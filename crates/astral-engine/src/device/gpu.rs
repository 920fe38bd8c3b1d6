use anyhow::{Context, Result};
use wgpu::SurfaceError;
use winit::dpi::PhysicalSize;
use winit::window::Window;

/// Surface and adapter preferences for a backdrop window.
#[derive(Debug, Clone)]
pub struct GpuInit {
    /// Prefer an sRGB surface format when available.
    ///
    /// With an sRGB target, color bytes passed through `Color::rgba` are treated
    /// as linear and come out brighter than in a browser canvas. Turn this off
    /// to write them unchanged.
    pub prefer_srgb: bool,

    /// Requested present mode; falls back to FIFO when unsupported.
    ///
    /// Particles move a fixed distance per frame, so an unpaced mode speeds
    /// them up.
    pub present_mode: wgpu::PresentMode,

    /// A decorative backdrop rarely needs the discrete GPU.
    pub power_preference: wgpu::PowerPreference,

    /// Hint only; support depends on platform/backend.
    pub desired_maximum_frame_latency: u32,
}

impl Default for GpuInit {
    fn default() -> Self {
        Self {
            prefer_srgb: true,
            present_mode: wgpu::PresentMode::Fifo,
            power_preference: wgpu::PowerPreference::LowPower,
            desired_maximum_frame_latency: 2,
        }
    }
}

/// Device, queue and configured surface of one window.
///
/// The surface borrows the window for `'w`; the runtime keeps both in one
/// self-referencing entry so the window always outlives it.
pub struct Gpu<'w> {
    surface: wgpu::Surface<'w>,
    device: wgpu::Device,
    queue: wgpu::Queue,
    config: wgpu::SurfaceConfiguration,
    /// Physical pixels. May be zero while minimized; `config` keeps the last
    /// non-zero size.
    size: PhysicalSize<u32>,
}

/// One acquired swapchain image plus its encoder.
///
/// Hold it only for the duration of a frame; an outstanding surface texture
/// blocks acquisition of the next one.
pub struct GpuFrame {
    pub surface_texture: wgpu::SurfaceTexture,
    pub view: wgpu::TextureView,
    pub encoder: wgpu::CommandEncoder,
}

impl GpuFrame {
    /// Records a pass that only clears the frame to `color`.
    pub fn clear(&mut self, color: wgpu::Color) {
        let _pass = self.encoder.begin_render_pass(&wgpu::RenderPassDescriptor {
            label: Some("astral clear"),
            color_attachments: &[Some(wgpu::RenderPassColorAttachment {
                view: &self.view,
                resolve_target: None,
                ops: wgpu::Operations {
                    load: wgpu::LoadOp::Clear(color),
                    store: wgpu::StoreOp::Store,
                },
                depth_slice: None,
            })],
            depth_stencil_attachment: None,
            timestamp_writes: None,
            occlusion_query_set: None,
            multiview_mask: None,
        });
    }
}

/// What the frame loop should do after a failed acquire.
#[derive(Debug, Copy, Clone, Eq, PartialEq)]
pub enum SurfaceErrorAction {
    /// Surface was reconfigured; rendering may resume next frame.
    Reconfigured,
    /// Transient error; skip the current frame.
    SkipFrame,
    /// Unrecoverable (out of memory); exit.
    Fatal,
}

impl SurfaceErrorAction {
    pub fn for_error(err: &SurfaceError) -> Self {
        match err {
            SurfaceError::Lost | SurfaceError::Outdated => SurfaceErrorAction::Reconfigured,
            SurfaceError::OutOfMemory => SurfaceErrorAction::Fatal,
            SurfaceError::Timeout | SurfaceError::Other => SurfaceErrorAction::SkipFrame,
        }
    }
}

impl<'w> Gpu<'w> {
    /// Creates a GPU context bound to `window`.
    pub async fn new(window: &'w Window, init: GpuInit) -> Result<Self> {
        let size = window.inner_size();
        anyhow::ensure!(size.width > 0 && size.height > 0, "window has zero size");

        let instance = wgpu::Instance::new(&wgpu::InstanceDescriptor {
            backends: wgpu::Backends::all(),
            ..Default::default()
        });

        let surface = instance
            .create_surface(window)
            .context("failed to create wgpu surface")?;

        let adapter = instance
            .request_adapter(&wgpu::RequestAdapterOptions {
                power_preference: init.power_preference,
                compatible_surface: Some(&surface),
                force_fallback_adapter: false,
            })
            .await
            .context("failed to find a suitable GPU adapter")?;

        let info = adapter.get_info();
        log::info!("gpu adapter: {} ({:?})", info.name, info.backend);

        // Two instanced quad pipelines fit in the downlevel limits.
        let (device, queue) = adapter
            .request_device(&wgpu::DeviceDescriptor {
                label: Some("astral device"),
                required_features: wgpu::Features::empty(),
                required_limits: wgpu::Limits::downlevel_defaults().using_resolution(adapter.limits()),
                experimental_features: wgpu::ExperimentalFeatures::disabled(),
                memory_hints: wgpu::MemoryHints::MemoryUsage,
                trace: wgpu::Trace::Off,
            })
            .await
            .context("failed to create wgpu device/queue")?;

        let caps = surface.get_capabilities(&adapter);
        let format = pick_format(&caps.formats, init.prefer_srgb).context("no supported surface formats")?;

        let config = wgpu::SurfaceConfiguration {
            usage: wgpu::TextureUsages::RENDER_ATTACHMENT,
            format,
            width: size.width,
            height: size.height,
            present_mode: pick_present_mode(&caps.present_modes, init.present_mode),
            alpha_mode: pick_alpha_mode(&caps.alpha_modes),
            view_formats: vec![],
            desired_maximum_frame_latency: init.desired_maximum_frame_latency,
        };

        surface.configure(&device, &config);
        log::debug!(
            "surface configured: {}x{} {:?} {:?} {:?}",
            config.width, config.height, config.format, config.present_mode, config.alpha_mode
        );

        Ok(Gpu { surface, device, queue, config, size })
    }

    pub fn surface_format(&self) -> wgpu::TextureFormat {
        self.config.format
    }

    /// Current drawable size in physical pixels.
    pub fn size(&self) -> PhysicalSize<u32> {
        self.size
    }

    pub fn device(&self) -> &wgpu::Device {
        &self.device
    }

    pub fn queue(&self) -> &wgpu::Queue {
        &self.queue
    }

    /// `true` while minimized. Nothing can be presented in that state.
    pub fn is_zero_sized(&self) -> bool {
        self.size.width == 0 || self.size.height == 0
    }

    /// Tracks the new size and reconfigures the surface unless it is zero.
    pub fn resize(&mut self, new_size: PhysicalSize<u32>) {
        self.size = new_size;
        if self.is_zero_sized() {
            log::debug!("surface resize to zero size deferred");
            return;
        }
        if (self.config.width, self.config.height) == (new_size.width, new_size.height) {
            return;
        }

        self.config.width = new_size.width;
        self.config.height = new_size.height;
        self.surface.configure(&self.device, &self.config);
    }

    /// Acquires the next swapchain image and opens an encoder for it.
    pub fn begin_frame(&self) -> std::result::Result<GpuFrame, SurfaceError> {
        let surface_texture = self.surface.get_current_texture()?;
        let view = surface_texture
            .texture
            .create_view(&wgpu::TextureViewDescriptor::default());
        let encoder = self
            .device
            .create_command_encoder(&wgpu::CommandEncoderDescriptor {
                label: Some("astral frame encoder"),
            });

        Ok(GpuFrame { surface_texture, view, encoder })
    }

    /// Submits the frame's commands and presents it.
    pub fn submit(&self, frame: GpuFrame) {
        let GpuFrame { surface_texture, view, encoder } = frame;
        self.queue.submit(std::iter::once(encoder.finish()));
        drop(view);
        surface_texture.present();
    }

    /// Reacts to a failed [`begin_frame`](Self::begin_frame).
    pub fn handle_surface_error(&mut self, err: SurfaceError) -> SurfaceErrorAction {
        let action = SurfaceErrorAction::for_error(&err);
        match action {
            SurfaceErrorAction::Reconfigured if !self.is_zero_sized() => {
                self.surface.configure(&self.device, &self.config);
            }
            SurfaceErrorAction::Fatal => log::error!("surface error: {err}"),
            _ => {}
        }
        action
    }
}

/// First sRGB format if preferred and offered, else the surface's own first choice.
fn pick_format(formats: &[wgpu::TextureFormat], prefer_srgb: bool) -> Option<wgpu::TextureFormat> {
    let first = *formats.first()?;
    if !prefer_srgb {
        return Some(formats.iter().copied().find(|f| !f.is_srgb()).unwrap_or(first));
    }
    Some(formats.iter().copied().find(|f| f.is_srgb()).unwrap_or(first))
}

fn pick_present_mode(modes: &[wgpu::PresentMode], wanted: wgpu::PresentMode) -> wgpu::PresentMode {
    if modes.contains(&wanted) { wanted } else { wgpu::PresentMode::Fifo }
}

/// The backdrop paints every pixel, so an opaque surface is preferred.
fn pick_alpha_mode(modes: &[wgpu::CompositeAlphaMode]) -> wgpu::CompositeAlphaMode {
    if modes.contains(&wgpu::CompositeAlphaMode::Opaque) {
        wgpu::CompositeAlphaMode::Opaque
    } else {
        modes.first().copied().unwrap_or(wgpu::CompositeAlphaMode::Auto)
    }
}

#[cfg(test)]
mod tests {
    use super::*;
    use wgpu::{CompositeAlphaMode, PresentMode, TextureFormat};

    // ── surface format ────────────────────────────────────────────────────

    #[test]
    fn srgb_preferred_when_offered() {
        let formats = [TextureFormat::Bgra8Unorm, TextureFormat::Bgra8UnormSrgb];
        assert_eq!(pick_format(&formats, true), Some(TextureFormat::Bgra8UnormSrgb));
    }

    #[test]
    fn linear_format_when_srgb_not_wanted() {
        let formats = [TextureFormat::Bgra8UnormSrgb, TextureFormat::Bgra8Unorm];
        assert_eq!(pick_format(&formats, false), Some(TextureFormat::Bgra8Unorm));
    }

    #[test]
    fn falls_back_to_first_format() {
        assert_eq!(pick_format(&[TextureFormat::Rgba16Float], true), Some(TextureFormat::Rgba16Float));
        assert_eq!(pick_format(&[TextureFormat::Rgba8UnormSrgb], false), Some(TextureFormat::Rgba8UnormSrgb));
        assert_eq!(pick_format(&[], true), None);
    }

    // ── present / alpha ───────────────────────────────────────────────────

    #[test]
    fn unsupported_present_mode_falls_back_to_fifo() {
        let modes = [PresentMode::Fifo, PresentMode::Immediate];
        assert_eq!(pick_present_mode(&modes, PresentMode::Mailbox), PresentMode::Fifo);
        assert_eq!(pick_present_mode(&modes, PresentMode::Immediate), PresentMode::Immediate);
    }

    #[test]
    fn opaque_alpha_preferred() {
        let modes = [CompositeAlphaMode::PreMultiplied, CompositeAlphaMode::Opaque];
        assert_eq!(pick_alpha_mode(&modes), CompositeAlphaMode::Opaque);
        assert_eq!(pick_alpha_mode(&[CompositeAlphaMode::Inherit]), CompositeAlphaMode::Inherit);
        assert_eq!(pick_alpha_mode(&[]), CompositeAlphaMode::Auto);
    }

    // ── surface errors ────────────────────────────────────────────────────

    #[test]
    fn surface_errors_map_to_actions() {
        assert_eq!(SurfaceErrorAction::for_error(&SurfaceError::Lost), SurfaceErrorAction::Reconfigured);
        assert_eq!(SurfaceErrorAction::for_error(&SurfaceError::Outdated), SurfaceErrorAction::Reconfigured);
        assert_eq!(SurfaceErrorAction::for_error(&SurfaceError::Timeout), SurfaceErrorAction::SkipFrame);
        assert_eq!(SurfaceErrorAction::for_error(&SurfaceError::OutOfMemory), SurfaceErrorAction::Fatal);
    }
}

* * *

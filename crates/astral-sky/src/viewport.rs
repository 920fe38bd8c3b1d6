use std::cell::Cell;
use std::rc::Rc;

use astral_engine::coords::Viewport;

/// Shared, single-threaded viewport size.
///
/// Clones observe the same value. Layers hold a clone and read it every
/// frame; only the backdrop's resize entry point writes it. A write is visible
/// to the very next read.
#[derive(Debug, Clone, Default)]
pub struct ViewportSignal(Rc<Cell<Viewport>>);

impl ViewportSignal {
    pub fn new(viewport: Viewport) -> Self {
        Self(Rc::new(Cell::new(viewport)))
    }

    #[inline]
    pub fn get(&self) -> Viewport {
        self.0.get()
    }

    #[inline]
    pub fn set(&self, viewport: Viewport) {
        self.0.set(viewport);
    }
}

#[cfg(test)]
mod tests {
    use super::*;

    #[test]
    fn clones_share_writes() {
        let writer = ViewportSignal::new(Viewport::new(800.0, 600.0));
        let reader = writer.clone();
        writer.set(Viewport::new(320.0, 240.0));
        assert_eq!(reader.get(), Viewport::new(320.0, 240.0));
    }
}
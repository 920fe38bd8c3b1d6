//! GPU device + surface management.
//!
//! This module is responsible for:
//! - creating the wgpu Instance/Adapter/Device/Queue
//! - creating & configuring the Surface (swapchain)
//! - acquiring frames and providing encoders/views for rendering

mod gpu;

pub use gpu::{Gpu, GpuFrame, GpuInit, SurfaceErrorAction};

**Problem to work on**. Each line above from the one with "let modes = [PresentMode::Fifo, PresentMode::Immediate];" up to and including the one with "assert_eq!(pick_alpha_mode(&modes), CompositeAlphaMode::Opaque);" must be set down exactly, and no line outside that span may appear.

**Task output**.
        let modes = [PresentMode::Fifo, PresentMode::Immediate];
        assert_eq!(pick_present_mode(&modes, PresentMode::Mailbox), PresentMode::Fifo);
        assert_eq!(pick_present_mode(&modes, PresentMode::Immediate), PresentMode::Immediate);
    }

    #[test]
    fn opaque_alpha_preferred() {
        let modes = [CompositeAlphaMode::PreMultiplied, CompositeAlphaMode::Opaque];
        assert_eq!(pick_alpha_mode(&modes), CompositeAlphaMode::Opaque);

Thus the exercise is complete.